Reading data from ASCII or plain text file into R as dataframe
The read.table function read any type of delimited ASCII file. It can be numeric and character values. Reading data into R by read.table is easiest and most reliable method. The default delimiter is blank space.
data<-read.table(file=file.choose()) #select from dialog box
data<-read.table(“http://itfeature.com/test.txt”, header=TRUE)) # read from web site
Note that read.table command can also be used for reading data from computer disk by providing appropriate path in inverted commas such as
data<-read.table(“D:/data.txt”, header=TRUE)) # read from your computer
For missing data, read.table will did not work and you will receive an error.
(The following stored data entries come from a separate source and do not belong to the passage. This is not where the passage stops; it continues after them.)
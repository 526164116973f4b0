//! Resolution metrics: residuals and pulls of fitted vs generated tracks,
//! time-zero and vertex residuals, failure counters.

use crate::{
    pipeline::{EventOutput, TrackReco},
    track_param::normalize_angle,
    types::{Event, TrackCandidate},
};
use serde::{Deserialize, Serialize};
use tpc_detector::DetectorGeometry;

/// Names of the five track parameters, in state order.
pub const PARAM_NAMES: [&str; 5] = ["y", "z", "snp", "tgl", "q/pt"];

/// Running sums of one quantity.
#[derive(Clone, Copy, Debug, Default, PartialEq, Serialize, Deserialize)]
pub struct Moments {
    pub n: u64,
    pub sum: f64,
    pub sum_sq: f64,
}

impl Moments {
    pub fn push(&mut self, value: f64) {
        if !value.is_finite() {
            return;
        }
        self.n += 1;
        self.sum += value;
        self.sum_sq += value * value;
    }

    pub fn mean(&self) -> f64 {
        if self.n == 0 {
            return 0.0;
        }
        self.sum / self.n as f64
    }

    /// Root mean square about zero.
    pub fn rms(&self) -> f64 {
        if self.n == 0 {
            return 0.0;
        }
        (self.sum_sq / self.n as f64).sqrt()
    }
}

/// Accumulated reconstruction statistics.
#[derive(Clone, Debug, Default, Serialize, Deserialize)]
pub struct ResolutionMetrics {
    pub n_events: u64,
    pub n_candidates: u64,
    /// Candidates without a seed
    pub seed_failures: u64,
    /// Fits that ended before the last cluster
    pub incomplete_fits: u64,
    /// Fits that did not reach the reference surface
    pub reference_misses: u64,
    /// Fitted minus true, per track parameter
    pub residuals: [Moments; 5],
    /// Residual over the fitted σ, per track parameter
    pub pulls: [Moments; 5],
    /// Estimated minus expected time-zero (µs). The drift time fixes only
    /// t0 − s·vz/v_drift (s the side sign), so that is the expectation.
    pub time0_residual: Moments,
    /// Vertices found
    pub n_vertices: u64,
    /// Fitted minus true vertex position (cm), per axis
    pub vertex_residuals: [Moments; 3],
}

impl ResolutionMetrics {
    /// Accumulate one reconstructed event against its generated truth.
    pub fn accumulate(&mut self, event: &Event, output: &EventOutput, geometry: &dyn DetectorGeometry) {
        self.n_events += 1;
        for reco in &output.tracks {
            let Some(candidate) = event.tracks.get(reco.candidate) else {
                continue;
            };
            self.accumulate_track(event, candidate, reco, geometry);
        }

        if let Some(vertex) = output.vertex.as_ref().filter(|v| v.is_valid()) {
            self.n_vertices += 1;
            for (axis, moments) in self.vertex_residuals.iter_mut().enumerate() {
                moments.push(vertex.position[axis] - event.vertex[axis]);
            }
        }
    }

    fn accumulate_track(
        &mut self,
        event: &Event,
        candidate: &TrackCandidate,
        reco: &TrackReco,
        geometry: &dyn DetectorGeometry,
    ) {
        self.n_candidates += 1;
        let side = candidate
            .clusters
            .first()
            .and_then(|cl| geometry.sector(cl.sector).ok())
            .map(|sector| sector.side.sign());
        if let (Some(time0), Some(sign)) = (reco.time0, side) {
            let expected = event.t0 - sign * event.vertex[2] / geometry.drift_velocity();
            self.time0_residual.push(time0 - expected);
        }
        if reco.seed.is_none() {
            self.seed_failures += 1;
            return;
        }
        let Some(fit) = &reco.fit else {
            return;
        };
        if !fit.is_complete() {
            self.incomplete_fits += 1;
        }
        if !fit.reached_reference {
            self.reference_misses += 1;
            return;
        }

        let truth = &candidate.truth;
        let track = &fit.track;
        if normalize_angle(track.alpha - truth.alpha).abs() > 1e-6 {
            return;
        }
        for i in 0..5 {
            let residual = track.params[i] - truth.params[i];
            self.residuals[i].push(residual);
            let sigma = track.cov[(i, i)].sqrt();
            if sigma > 0.0 {
                self.pulls[i].push(residual / sigma);
            }
        }
    }

    /// Per-parameter residual RMS, in [`PARAM_NAMES`] order.
    pub fn residual_rms(&self) -> [f64; 5] {
        self.residuals.map(|m| m.rms())
    }

    /// Per-parameter pull RMS; close to 1 for a consistent fit.
    pub fn pull_rms(&self) -> [f64; 5] {
        self.pulls.map(|m| m.rms())
    }

    pub fn seed_efficiency(&self) -> f64 {
        if self.n_candidates == 0 {
            return 1.0;
        }
        1.0 - self.seed_failures as f64 / self.n_candidates as f64
    }

    /// Fold statistics of another run into this one.
    pub fn merge(&mut self, other: &ResolutionMetrics) {
        fn add(a: &mut Moments, b: &Moments) {
            a.n += b.n;
            a.sum += b.sum;
            a.sum_sq += b.sum_sq;
        }
        self.n_events += other.n_events;
        self.n_candidates += other.n_candidates;
        self.seed_failures += other.seed_failures;
        self.incomplete_fits += other.incomplete_fits;
        self.reference_misses += other.reference_misses;
        self.n_vertices += other.n_vertices;
        for (a, b) in self.residuals.iter_mut().zip(&other.residuals) {
            add(a, b);
        }
        for (a, b) in self.pulls.iter_mut().zip(&other.pulls) {
            add(a, b);
        }
        for (a, b) in self.vertex_residuals.iter_mut().zip(&other.vertex_residuals) {
            add(a, b);
        }
        add(&mut self.time0_residual, &other.time0_residual);
    }
}

// ---------------------------------------------------------------------------
// Tests
// ---------------------------------------------------------------------------

#[cfg(test)]
mod tests {
    use super::*;
    use crate::{
        fitter::{FitResult, FitTermination},
        track_param::TrackParam,
        types::{Cluster, ParamCov, ParamVec},
        vertex::Vertex,
    };
    use approx::assert_abs_diff_eq;
    use nalgebra::{Matrix3, Vector3};
    use tpc_detector::TpcGeometry;

    fn truth() -> TrackParam {
        TrackParam::new(0.0, 0.3, ParamVec::new(0.0, 1.0, 0.1, 0.2, 0.5), ParamCov::identity())
    }

    fn event() -> Event {
        Event {
            id: 1,
            vertex: [0.0, 0.0, 1.0],
            t0: 2.0,
            tracks: vec![
                TrackCandidate {
                    truth: truth(),
                    clusters: vec![cluster()],
                    distorted_clusters: Vec::new(),
                },
                TrackCandidate {
                    truth: truth(),
                    clusters: Vec::new(),
                    distorted_clusters: Vec::new(),
                },
            ],
        }
    }

    fn cluster() -> Cluster {
        Cluster {
            sector: 0,
            row: 0,
            x: 85.0,
            y: 0.0,
            z: 20.0,
            time_bin: 0.0,
            sigma_y2: 0.01,
            sigma_z2: 0.01,
        }
    }

    fn fitted(offset_y: f64) -> TrackReco {
        let mut track = truth();
        track.params[0] += offset_y;
        track.cov = ParamCov::identity() * 0.25;
        TrackReco {
            candidate: 0,
            time0: Some(2.1),
            seed: Some(truth()),
            fit: Some(FitResult {
                track,
                n_updates: 10,
                n_skipped: 0,
                chi2: 5.0,
                termination: FitTermination::Exhausted,
                reached_reference: true,
            }),
            ..TrackReco::default()
        }
    }

    #[test]
    fn moments_rms_and_mean() {
        let mut m = Moments::default();
        for v in [3.0, -4.0, f64::NAN] {
            m.push(v);
        }
        assert_eq!(m.n, 2);
        assert_abs_diff_eq!(m.mean(), -0.5);
        assert_abs_diff_eq!(m.rms(), 12.5f64.sqrt());
        assert_eq!(Moments::default().rms(), 0.0);
    }

    #[test]
    fn residuals_pulls_and_failures() {
        let ev = event();
        let unseeded = TrackReco {
            candidate: 1,
            failure: Some("insufficient seed points".into()),
            ..TrackReco::default()
        };
        let output = EventOutput {
            event_id: 1,
            tracks: vec![fitted(0.5), unseeded],
            vertex: Some(Vertex::from_estimate(
                Vector3::new(0.1, 0.0, 0.8),
                Matrix3::identity(),
                1.0,
                2,
            )),
            vertex_candidates: vec![0],
            vertex_contributors: vec![true],
            timing_tracks_us: 0,
            timing_vertex_us: 0,
            total_time_us: 0,
        };

        let geo = TpcGeometry::default();
        let mut metrics = ResolutionMetrics::default();
        metrics.accumulate(&ev, &output, &geo);

        assert_eq!(metrics.n_candidates, 2);
        assert_eq!(metrics.seed_failures, 1);
        assert_abs_diff_eq!(metrics.seed_efficiency(), 0.5);
        assert_abs_diff_eq!(metrics.residual_rms()[0], 0.5);
        assert_abs_diff_eq!(metrics.pull_rms()[0], 1.0);
        assert_abs_diff_eq!(metrics.residual_rms()[4], 0.0);
        // sector 0 is on the positive side: expected 2 - 1/v_drift
        let expected = 2.0 - 1.0 / geo.drift_velocity();
        assert_abs_diff_eq!(metrics.time0_residual.mean(), 2.1 - expected, epsilon = 1e-12);
        assert_eq!(metrics.time0_residual.n, 1);
        assert_eq!(metrics.n_vertices, 1);
        assert_abs_diff_eq!(metrics.vertex_residuals[2].mean(), -0.2, epsilon = 1e-12);

        let mut total = ResolutionMetrics::default();
        total.merge(&metrics);
        total.merge(&metrics);
        assert_eq!(total.n_candidates, 4);
        assert_abs_diff_eq!(total.residual_rms()[0], 0.5);
    }
}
For missing values the easiest way to fix this error, change the type of delimiter by using sep argument to specify the delimiter.
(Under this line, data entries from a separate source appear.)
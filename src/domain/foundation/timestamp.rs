//! Timestamp value object for immutable points in time.

use chrono::{DateTime, FixedOffset, Local, NaiveDateTime, Utc};
use serde::{Deserialize, Serialize};

/// Immutable point in time, always UTC.
#[derive(Debug, Clone, Copy, PartialEq, Eq, PartialOrd, Ord, Serialize, Deserialize)]
#[serde(transparent)]
pub struct Timestamp(DateTime<Utc>);

impl Timestamp {
    /// Creates a timestamp for the current moment.
    pub fn now() -> Self {
        Self(Utc::now())
    }

    /// Creates a timestamp from a DateTime<Utc>.
    pub fn from_datetime(dt: DateTime<Utc>) -> Self {
        Self(dt)
    }

    /// Returns the inner DateTime.
    pub fn as_datetime(&self) -> &DateTime<Utc> {
        &self.0
    }

    /// Checks if this timestamp is after another.
    pub fn is_after(&self, other: &Timestamp) -> bool {
        self.0 > other.0
    }

    /// The instant `age` before this one, saturating at the earliest representable time.
    pub fn earlier_by(&self, age: std::time::Duration) -> Timestamp {
        chrono::Duration::from_std(age)
            .ok()
            .and_then(|delta| self.0.checked_sub_signed(delta))
            .map(Self)
            .unwrap_or(Self(DateTime::<Utc>::MIN_UTC))
    }

    /// Wall-clock time in the given zone, or in the host's local zone when `None`.
    pub fn wall_clock(&self, offset: Option<FixedOffset>) -> NaiveDateTime {
        match offset {
            Some(offset) => self.0.with_timezone(&offset).naive_local(),
            None => self.0.with_timezone(&Local).naive_local(),
        }
    }
}

impl Default for Timestamp {
    fn default() -> Self {
        Self::now()
    }
}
data<-read.table(“http//itfeature.com/missing_comma.txt”, header=TRUE, sep=”,”))
Comma delimited files can be read in by read.table function and sep argument, but it can also be read in by the read.csv function specifically written for comma delimited files. To display the contents of the file use print function, or file name.
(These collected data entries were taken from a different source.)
//! Assessment session aggregate.
//!
//! A session carries one respondent from intake through answering to
//! results, and back to answering on restart.
//!
//! # Invariants
//!
//! - `responses.len()` equals the catalog question count fixed at creation
//! - `outcome` is present exactly when `phase` is `Results`
//! - `result_persisted` is only ever set while in `Results`, at most once per attempt
//! - Identity survives restart; responses, outcome and the export flag do not
//! - `version` increases by one on every accepted mutation

use serde::Serialize;

use super::catalog::{AssessmentCatalog, ChoiceLetter};
use super::errors::AssessmentError;
use super::phase::AssessmentPhase;
use super::responses::{Identity, ResponseSet};
use super::scoring::{compute_tally, resolve_dominant, DominantStyles, ScoreTally};
use crate::domain::foundation::{AssessmentId, StateMachine, Timestamp, ValidationError};

/// Scores kept from a successful submit.
#[derive(Debug, Clone, PartialEq, Eq, Serialize)]
pub struct AssessmentOutcome {
    pub tally: ScoreTally,
    pub dominant: DominantStyles,
}

#[derive(Debug, Clone, PartialEq, Eq)]
pub struct AssessmentSession {
    id: AssessmentId,
    identity: Identity,
    responses: ResponseSet,
    phase: AssessmentPhase,
    result_persisted: bool,
    outcome: Option<AssessmentOutcome>,
    /// Starts at 1 and increases on every restart.
    attempt: u32,
    /// Optimistic-locking counter, bumped by every mutation.
    version: u64,
    created_at: Timestamp,
    updated_at: Timestamp,
}

impl AssessmentSession {
    /// Creates a session in `Intake` with `question_count` unanswered slots.
    pub fn new(id: AssessmentId, question_count: usize) -> Self {
        let now = Timestamp::now();
        Self {
            id,
            identity: Identity::default(),
            responses: ResponseSet::unanswered(question_count),
            phase: AssessmentPhase::Intake,
            result_persisted: false,
            outcome: None,
            attempt: 1,
            version: 0,
            created_at: now,
            updated_at: now,
        }
    }

    /// Reconstitute a session from storage (no validation).
    #[allow(clippy::too_many_arguments)]
    pub fn reconstitute(
        id: AssessmentId,
        identity: Identity,
        responses: ResponseSet,
        phase: AssessmentPhase,
        result_persisted: bool,
        outcome: Option<AssessmentOutcome>,
        attempt: u32,
        version: u64,
        created_at: Timestamp,
        updated_at: Timestamp,
    ) -> Self {
        Self {
            id,
            identity,
            responses,
            phase,
            result_persisted,
            outcome,
            attempt,
            version,
            created_at,
            updated_at,
        }
    }

    // === Accessors ===

    pub fn id(&self) -> AssessmentId {
        self.id
    }

    pub fn identity(&self) -> &Identity {
        &self.identity
    }

    pub fn responses(&self) -> &ResponseSet {
        &self.responses
    }

    pub fn phase(&self) -> AssessmentPhase {
        self.phase
    }

    pub fn result_persisted(&self) -> bool {
        self.result_persisted
    }

    pub fn outcome(&self) -> Option<&AssessmentOutcome> {
        self.outcome.as_ref()
    }

    pub fn attempt(&self) -> u32 {
        self.attempt
    }

    /// Revision seen by the store; compared on every update.
    pub fn version(&self) -> u64 {
        self.version
    }

    pub fn created_at(&self) -> &Timestamp {
        &self.created_at
    }

    pub fn updated_at(&self) -> &Timestamp {
        &self.updated_at
    }

    // === Commands ===

    /// Replaces the respondent's name and company.
    ///
    /// # Errors
    ///
    /// - `InvalidState` outside `Intake`
    pub fn update_identity(
        &mut self,
        name: impl AsRef<str>,
        company: impl AsRef<str>,
    ) -> Result<(), AssessmentError> {
        self.ensure_phase(AssessmentPhase::Intake, "update identity")?;
        self.identity = Identity::new(name, company);
        self.touch();
        Ok(())
    }

    /// Moves from intake to answering.
    ///
    /// # Errors
    ///
    /// - `Validation(EmptyField)` if name or company is empty
    /// - `InvalidState` outside `Intake`
    pub fn begin(&mut self) -> Result<(), AssessmentError> {
        self.ensure_phase(AssessmentPhase::Intake, "begin")?;
        self.identity.validate()?;
        self.phase = self.phase.transition_to(AssessmentPhase::Answering)?;
        self.touch();
        Ok(())
    }

    /// Records the choice for one question, replacing any earlier selection.
    ///
    /// # Errors
    ///
    /// - `InvalidState` outside `Answering`
    /// - `Validation(OutOfRange)` for a bad question or choice index
    pub fn select_answer(
        &mut self,
        question_index: usize,
        choice_index: usize,
    ) -> Result<ChoiceLetter, AssessmentError> {
        self.ensure_phase(AssessmentPhase::Answering, "select an answer")?;
        let letter = self.responses.select(question_index, choice_index)?;
        self.touch();
        Ok(letter)
    }

    /// Scores the responses and moves to results.
    ///
    /// On any error the session is left exactly as it was.
    ///
    /// # Errors
    ///
    /// - `InvalidState` outside `Answering`
    /// - `Validation(IncompleteResponses)` listing unanswered question numbers
    /// - `Integrity` if the catalog cannot score a selection
    pub fn submit(&mut self, catalog: &AssessmentCatalog) -> Result<&AssessmentOutcome, AssessmentError> {
        self.ensure_phase(AssessmentPhase::Answering, "submit")?;
        if self.responses.len() != catalog.len() {
            return Err(AssessmentError::integrity(format!(
                "session holds {} answer slots but the catalog has {} questions",
                self.responses.len(),
                catalog.len()
            )));
        }
        if !self.responses.is_complete() {
            return Err(ValidationError::incomplete(self.responses.missing_numbers()).into());
        }

        let tally = compute_tally(&self.responses, catalog)?;
        let dominant = resolve_dominant(&tally);
        let phase = self.phase.transition_to(AssessmentPhase::Results)?;

        self.phase = phase;
        self.touch();
        Ok(self.outcome.insert(AssessmentOutcome { tally, dominant }))
    }

    /// Clears answers and results and returns to answering. Identity is kept.
    ///
    /// Allowed from every phase; from `Answering` it is a clean re-take.
    ///
    /// # Errors
    ///
    /// - `Validation(EmptyField)` when restarting from `Intake` without a complete identity
    pub fn restart(&mut self) -> Result<(), AssessmentError> {
        if self.phase == AssessmentPhase::Intake {
            self.identity.validate()?;
        }
        let phase = self.phase.transition_to(AssessmentPhase::Answering)?;

        self.responses.clear();
        self.outcome = None;
        self.result_persisted = false;
        self.phase = phase;
        self.attempt += 1;
        self.touch();
        Ok(())
    }

    /// Marks the result row as handed to persistence.
    ///
    /// # Errors
    ///
    /// - `InvalidState` outside `Results`
    /// - `AlreadyExported` if this attempt was already claimed
    pub fn claim_export(&mut self) -> Result<(), AssessmentError> {
        self.ensure_phase(AssessmentPhase::Results, "export results")?;
        if self.result_persisted {
            return Err(AssessmentError::already_exported());
        }
        self.result_persisted = true;
        self.touch();
        Ok(())
    }

    fn ensure_phase(&self, expected: AssessmentPhase, action: &str) -> Result<(), AssessmentError> {
        if self.phase != expected {
            return Err(AssessmentError::invalid_state(format!(
                "cannot {} while in {} phase",
                action, self.phase
            )));
        }
        Ok(())
    }

    fn touch(&mut self) {
        self.version += 1;
        self.updated_at = Timestamp::now();
    }
}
Reading in fixed formatted files
To read data in fixed format use read.fwf function and argument width is used to indicate the width (number of columns) for each variables. In this format variable names are not there in first line, therefore they must be added after read in the data. Variable names are added by dimnames function and the bracket notation to indicate that we are attaching names to the variables (columns) of the data file. Any how there are several different ways to to this task.
dimnames(data)[]<-c(“v1”, “v2”, “v3”, “v4”, “v5″,”v6”)
Importing data into R is fairly simple. For Stata and Systat, use the foreign package. For SPSS and SAS recommended package is Hmisc package for ease and functionality. See the Quick-R section on packages, for information on obtaining and installing the these packages. Example of importing data are provided below.
On windows systems you can use the RODBC package to access Excel files. The first row of excel file should contain variable/column names.
# Excel file name is myexcel and WorkSheet name is mysheet
channel <- odbcConnectExcel(“c:/myexel.xls”)
mydata <- sqlFetch(channel, “mysheet”)
# First save SPSS dataset in trasport format
# in R
mydata <- spss.get(“c:/data.por”, use.value.labels=TRUE)
# “use.value.labels” option converts value labels to R factors.
# save SAS dataset in trasport format
libname out xport ‘c:/mydata.xpt’;
# in R
mydata <- sasxport.get(“c:/data.xpt”)
# character variables are converted to R factors
# input Stata file
mydata <- read.dta(“c:/data.dta”)
# input Systat file
mydata <- read.systat(“c:/mydata.dta”)
Accessing Data in R Library
Many of the R libraries including CAR library contains data sets. For example to access the Duncan dataframe from the CAR library in R type the following command on R Console
Some Important Commands for dataframes
data #displays the entire data set on command editor
head(data) #displays the first 6 rows of dataframe
tail(data) #displays the last 6 rows of dataframe
str(data) #displays the names of variable and their types
names(data) #shows the variable names only
rename(V1,Variable1, dataFrame=data) # renames V1 to variable 1; note that epicalc package must be installed.
ls() #shows a list of objects that are available
attach(data) #attached the dataframe to the R search path, which makes it easy to access variables names.